WORK TO BE COMPLETED — Your job is to report every line of the entries that has "CreateItem".

*** Opening of PROVIDED MATERIAL ***

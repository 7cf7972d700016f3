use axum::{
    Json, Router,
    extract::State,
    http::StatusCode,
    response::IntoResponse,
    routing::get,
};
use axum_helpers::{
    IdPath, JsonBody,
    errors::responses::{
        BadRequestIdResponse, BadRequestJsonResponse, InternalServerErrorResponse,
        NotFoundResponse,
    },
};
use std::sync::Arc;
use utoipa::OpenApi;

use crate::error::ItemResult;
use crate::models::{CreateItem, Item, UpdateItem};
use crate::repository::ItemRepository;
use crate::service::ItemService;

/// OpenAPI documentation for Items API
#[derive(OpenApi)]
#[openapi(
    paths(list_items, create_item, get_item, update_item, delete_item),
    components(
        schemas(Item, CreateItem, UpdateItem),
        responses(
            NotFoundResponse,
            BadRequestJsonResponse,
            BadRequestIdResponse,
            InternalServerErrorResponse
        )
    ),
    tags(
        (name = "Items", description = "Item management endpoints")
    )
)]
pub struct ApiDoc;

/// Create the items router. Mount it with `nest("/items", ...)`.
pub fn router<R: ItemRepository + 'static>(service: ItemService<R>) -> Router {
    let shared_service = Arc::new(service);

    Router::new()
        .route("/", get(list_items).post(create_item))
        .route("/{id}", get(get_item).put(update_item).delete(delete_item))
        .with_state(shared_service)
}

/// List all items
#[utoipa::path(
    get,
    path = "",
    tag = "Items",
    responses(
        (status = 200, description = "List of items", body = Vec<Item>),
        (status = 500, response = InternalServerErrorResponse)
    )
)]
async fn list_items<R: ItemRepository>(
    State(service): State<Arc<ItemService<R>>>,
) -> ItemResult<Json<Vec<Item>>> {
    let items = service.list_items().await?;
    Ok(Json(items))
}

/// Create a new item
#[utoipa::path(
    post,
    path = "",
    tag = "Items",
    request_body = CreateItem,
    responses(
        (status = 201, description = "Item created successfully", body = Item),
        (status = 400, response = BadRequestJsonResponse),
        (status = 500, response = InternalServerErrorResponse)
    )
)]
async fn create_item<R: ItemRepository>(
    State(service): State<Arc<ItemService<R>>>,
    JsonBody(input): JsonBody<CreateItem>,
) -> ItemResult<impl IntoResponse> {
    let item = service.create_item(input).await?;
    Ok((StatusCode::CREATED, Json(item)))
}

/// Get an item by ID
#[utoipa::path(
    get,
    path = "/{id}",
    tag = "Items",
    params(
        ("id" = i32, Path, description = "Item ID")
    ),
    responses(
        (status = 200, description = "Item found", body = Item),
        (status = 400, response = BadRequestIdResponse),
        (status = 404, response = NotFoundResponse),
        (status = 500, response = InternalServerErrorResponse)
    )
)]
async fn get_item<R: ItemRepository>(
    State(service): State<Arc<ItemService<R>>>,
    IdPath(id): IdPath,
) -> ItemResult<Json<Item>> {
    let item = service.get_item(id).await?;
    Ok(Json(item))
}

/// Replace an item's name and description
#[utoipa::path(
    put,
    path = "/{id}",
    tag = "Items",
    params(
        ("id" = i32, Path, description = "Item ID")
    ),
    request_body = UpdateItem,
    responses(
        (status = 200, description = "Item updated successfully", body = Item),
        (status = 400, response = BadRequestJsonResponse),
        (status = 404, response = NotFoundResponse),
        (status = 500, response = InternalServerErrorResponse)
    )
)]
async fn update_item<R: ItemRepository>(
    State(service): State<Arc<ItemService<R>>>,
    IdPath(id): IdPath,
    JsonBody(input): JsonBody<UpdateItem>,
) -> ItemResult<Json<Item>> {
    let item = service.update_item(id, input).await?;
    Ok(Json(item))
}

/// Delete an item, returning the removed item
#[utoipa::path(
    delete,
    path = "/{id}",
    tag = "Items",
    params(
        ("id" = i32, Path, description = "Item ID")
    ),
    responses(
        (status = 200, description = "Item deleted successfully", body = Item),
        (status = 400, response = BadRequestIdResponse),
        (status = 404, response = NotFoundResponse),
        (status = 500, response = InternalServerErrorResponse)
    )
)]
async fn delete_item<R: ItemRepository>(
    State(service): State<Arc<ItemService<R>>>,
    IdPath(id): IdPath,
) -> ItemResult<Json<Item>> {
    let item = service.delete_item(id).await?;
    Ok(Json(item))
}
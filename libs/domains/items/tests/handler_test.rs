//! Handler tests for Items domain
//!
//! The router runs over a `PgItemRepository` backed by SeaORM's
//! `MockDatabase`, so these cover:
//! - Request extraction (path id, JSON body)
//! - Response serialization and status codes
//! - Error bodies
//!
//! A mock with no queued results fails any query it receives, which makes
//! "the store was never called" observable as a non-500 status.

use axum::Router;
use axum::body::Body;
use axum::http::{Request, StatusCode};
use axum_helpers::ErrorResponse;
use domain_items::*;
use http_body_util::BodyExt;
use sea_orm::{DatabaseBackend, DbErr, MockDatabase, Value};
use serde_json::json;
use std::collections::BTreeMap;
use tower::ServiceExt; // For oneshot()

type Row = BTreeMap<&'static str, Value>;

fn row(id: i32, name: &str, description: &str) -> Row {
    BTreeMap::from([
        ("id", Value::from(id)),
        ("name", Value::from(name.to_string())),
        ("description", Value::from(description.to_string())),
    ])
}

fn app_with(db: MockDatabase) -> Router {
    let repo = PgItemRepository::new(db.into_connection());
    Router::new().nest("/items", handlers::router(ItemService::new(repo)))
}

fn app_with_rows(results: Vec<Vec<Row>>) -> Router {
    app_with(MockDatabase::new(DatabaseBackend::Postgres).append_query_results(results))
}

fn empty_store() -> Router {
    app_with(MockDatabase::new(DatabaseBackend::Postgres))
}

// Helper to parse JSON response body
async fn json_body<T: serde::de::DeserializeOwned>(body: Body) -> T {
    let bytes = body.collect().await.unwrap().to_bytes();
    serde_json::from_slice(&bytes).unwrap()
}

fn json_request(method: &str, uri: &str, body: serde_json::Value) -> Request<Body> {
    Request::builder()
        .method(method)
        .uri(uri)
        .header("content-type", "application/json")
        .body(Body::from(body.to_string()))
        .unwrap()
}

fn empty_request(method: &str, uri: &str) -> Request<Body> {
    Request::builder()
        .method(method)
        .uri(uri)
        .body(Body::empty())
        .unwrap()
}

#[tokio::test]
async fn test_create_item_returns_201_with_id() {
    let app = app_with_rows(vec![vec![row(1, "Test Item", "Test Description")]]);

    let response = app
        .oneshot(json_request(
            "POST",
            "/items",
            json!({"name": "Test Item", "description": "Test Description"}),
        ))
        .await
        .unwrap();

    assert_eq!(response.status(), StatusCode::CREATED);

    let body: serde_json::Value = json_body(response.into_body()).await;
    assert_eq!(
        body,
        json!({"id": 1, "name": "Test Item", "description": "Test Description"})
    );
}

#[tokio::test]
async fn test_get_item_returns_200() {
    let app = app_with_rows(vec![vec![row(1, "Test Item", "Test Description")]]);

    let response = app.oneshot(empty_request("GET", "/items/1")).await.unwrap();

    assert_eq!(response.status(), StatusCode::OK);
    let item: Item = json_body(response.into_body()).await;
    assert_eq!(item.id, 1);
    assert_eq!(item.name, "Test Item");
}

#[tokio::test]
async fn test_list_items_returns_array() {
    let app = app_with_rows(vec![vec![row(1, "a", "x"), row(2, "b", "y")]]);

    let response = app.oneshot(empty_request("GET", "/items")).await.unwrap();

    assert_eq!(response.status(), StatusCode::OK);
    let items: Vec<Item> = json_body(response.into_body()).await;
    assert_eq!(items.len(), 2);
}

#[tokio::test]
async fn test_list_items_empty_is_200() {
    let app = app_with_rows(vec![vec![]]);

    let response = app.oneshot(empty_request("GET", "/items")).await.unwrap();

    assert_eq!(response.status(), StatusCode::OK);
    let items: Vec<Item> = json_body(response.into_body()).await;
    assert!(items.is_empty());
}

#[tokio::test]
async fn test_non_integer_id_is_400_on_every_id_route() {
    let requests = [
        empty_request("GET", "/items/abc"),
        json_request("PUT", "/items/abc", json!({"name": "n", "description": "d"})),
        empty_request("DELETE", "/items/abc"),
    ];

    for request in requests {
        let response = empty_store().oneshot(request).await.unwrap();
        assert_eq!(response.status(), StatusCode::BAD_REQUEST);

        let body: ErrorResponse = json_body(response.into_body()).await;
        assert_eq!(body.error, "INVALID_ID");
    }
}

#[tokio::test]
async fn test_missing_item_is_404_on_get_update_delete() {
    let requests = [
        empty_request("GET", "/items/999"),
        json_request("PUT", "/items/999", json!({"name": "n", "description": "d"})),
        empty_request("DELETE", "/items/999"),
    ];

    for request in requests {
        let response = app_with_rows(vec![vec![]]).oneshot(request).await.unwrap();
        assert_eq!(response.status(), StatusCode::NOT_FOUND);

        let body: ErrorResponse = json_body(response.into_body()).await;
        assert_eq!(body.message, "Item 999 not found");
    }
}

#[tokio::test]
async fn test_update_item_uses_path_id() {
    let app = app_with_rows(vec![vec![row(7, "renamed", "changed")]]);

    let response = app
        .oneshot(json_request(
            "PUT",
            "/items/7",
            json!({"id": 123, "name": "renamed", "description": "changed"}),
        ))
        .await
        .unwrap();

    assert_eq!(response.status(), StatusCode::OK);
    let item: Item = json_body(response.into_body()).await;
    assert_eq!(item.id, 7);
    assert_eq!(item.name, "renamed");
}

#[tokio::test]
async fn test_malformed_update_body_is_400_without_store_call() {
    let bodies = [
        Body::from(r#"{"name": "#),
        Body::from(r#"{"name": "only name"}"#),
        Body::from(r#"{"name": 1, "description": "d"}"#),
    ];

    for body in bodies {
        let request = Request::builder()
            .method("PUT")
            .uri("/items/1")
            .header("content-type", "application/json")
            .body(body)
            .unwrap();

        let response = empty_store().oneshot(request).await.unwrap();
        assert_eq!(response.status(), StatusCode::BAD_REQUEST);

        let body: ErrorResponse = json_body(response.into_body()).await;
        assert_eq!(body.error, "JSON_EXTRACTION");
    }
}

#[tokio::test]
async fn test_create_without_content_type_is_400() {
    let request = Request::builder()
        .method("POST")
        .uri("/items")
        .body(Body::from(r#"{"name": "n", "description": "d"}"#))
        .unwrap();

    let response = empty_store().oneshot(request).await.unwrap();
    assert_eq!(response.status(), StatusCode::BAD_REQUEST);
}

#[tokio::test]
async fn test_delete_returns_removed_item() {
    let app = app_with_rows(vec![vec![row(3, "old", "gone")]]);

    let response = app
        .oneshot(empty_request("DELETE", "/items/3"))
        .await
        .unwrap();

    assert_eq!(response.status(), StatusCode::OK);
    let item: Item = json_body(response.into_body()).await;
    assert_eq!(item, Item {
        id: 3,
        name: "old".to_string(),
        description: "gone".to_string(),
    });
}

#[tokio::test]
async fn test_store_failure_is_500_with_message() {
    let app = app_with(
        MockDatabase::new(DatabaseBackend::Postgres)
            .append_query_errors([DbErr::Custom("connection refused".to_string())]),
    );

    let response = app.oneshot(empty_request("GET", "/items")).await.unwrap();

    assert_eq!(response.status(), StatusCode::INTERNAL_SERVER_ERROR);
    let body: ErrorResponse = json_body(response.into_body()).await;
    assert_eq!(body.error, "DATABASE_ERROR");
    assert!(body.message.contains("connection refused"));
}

*** Close of PROVIDED MATERIAL ***
*** Opening of PROVIDED MATERIAL ***

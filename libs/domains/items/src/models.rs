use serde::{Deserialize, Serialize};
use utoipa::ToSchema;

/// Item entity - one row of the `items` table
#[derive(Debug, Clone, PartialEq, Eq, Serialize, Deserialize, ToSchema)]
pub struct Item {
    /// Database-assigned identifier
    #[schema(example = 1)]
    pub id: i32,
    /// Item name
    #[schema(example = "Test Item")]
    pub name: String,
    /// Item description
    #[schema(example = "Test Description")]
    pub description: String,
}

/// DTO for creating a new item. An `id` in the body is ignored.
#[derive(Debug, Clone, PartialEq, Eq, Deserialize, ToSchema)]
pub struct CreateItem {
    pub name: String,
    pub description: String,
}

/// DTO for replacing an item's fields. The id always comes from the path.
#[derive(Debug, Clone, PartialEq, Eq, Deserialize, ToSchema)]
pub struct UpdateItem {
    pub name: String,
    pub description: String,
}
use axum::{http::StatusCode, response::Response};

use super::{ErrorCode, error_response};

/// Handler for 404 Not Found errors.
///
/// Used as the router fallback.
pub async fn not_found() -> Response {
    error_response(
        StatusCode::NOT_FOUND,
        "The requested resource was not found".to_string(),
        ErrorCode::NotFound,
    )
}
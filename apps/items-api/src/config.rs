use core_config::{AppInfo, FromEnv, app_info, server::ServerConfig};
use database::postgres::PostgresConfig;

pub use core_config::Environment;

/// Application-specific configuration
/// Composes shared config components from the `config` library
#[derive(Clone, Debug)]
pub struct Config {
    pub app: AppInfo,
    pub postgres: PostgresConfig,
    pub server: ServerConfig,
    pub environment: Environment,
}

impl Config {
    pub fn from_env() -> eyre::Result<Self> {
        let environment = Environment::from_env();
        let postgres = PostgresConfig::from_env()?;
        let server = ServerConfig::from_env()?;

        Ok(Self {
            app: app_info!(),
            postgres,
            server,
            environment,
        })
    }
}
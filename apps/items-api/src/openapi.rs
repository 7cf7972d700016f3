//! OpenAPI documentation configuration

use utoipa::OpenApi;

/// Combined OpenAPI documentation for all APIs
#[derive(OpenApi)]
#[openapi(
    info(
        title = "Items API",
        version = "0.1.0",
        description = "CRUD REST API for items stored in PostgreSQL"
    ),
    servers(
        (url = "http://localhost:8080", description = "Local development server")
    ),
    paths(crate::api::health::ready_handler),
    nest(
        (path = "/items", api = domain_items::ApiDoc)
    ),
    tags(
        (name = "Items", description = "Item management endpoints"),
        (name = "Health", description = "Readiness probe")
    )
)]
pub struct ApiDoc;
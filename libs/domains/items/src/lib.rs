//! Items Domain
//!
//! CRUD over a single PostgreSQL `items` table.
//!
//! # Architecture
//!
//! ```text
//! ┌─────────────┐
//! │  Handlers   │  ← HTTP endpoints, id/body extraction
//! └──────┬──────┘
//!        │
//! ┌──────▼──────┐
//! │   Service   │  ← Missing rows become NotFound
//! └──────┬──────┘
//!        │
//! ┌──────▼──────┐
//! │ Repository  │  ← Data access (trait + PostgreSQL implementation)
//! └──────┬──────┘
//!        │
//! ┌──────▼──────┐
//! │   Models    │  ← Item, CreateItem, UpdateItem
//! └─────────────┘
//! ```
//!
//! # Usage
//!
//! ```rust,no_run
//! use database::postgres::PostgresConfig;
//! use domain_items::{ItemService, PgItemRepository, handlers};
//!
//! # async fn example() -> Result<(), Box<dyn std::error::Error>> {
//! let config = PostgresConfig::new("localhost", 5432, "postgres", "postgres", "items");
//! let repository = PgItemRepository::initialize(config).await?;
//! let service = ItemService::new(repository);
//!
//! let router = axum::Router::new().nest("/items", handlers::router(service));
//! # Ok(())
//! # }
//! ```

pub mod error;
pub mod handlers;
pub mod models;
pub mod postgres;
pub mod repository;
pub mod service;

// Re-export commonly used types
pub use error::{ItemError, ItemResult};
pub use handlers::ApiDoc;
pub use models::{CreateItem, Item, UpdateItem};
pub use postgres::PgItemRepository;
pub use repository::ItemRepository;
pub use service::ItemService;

*** Close of PROVIDED MATERIAL ***

RESULT —
use crate::models::{CreateItem, Item, UpdateItem};
        schemas(Item, CreateItem, UpdateItem),
    request_body = CreateItem,
    JsonBody(input): JsonBody<CreateItem>,
pub struct CreateItem {
//! │   Models    │  ← Item, CreateItem, UpdateItem
pub use models::{CreateItem, Item, UpdateItem};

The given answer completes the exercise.